Ryan Edwards – The Open-Door Panopticon: Exploring Prison and Place in Southern Patagonia, 1902-1947

 

Event Dates: 13 – 16 September 2015
College Court Conference Centre
Knighton Road,
Leicester LE2 3UF

The Carceral Archipelago: Transnational Circulations in Global Perspective, 1415-1960

Ryan Edwards (Cornell University) – The Open-Door Panopticon: Exploring Prison and Place in Southern Patagonia, 1902-1947

I investigate Argentina’s Ushuaia penal colony (1902-1947), located on the Beagle Channel, to explore how modern penitentiaries are intimately connected to and interactive in their geographic environments. This account adds spatial nuance to Michel Foucault’s ground-breaking study of the panopticon, taking seriously his response in “Questions of Geography,” to show that modern penitentiaries have rarely been so enclosed and, moreover, were not always meant to be. Through the confluence of social and environmental history, Ushuaia illuminates state-formation and an intellectual history of prison design in Latin America.

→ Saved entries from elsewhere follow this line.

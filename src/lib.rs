pub mod analysis; // FFT view of rendered buffers
pub mod dsp;
pub mod engine; // Render pipeline and the drone state machine
pub mod error;
pub mod io;
pub mod notes;
pub mod params;

pub use dsp::{Adsr, FilterCoefficients, TriangleMode, Waveform};
pub use engine::drone::{Drone, DroneState, ParameterSource};
pub use engine::{render, ToneEngine};
pub use error::{ToneError, ToneResult};
pub use io::{PlaybackSink, SampleBuffer};
pub use notes::{note_frequency, Note, Pitch};
pub use params::{EngineOptions, RenderConfig, ToneParameters};

/// `(b, a)` for the tone filter at the given cutoff and sample rate.
pub fn derive_filter_coefficients(cutoff_hz: f64, sample_rate_hz: u32) -> FilterCoefficients {
    FilterCoefficients::lowpass(cutoff_hz, f64::from(sample_rate_hz))
}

Inaugural director and engineer Catello Muratgia published treatises on European and American prison systems, contextualizing Ushuaia as an “open-door” approach to incarceration. The product was both a panopticon and a project of bio-chemical exchange. From the minerals of the onsite quarry that sourced prison stone, to the burning of timber from surrounding forests and the inmate nutrient intake from the prison garden, administrators calculated and monitored an interactive ecology. By integrating diet regimens and environmental elements with criminal sciences and regulated labour, Muratgia promised to combine the best aspects of established rehabilitation systems. The result brought together discipline and deforestation, penology and silviculture, to create a living and breathing institution.

Moreover, Ushuaia facilitated penal colonization in southernmost Argentina as inmates transformed and were transformed by this dynamic landscape, such that their writings challenged traditional distinctions between “inside” and “outside” worlds. From building railroads and docks to constructing the town’s broader infrastructure, labour operations blurred the spatial boundaries of the penitentiary, reaching beyond the prison grounds to the waters of Ushuaia Bay and the glacier-topped Martial Mountains. People moved fluidly in and out of the prison walls, as did howling winds and snow, exacerbating the ultimately grim living conditions of inmates. To understand these relationships is to unpack the multiple scales of a designed carceral ecology, which can illuminate how other penitentiaries, both rural and urban, were more porous, dynamic, and place-based than previously theorized.